=== Begin Enclosure ===

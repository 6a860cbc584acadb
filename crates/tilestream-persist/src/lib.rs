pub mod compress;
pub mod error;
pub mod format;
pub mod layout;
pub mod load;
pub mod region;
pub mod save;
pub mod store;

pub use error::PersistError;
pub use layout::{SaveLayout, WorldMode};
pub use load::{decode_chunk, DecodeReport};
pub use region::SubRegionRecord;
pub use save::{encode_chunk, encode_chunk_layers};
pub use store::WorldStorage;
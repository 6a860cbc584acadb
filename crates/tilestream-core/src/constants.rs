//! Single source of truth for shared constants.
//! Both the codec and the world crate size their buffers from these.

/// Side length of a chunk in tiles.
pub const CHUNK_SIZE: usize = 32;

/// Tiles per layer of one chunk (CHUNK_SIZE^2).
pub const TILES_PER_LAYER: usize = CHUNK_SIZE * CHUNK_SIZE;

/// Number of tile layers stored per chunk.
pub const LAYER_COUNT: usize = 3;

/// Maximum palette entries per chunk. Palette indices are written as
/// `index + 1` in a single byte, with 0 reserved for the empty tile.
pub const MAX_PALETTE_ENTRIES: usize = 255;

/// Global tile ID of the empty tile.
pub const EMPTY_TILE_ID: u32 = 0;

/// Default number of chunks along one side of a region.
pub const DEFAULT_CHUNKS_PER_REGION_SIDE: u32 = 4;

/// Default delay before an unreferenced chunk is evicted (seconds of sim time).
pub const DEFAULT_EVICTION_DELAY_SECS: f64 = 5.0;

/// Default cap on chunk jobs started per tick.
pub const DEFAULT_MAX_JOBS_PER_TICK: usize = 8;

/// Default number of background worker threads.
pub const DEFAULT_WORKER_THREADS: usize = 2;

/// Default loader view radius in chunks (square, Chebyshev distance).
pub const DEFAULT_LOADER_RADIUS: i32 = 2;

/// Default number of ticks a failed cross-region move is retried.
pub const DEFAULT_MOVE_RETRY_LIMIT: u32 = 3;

=== End Enclosure ===

■ **TASK DIRECTIONS**
Please make an exact copy of the lines above from the line with "chunk in tiles." through the line with "pub const EMPTY_TILE_ID: u32 = 0;", both ends included.

■ **YOUR RESPONSE**
/// Side length of a chunk in tiles.
pub const CHUNK_SIZE: usize = 32;

/// Tiles per layer of one chunk (CHUNK_SIZE^2).
pub const TILES_PER_LAYER: usize = CHUNK_SIZE * CHUNK_SIZE;

/// Number of tile layers stored per chunk.
pub const LAYER_COUNT: usize = 3;

/// Maximum palette entries per chunk. Palette indices are written as
/// `index + 1` in a single byte, with 0 reserved for the empty tile.
pub const MAX_PALETTE_ENTRIES: usize = 255;

/// Global tile ID of the empty tile.
pub const EMPTY_TILE_ID: u32 = 0;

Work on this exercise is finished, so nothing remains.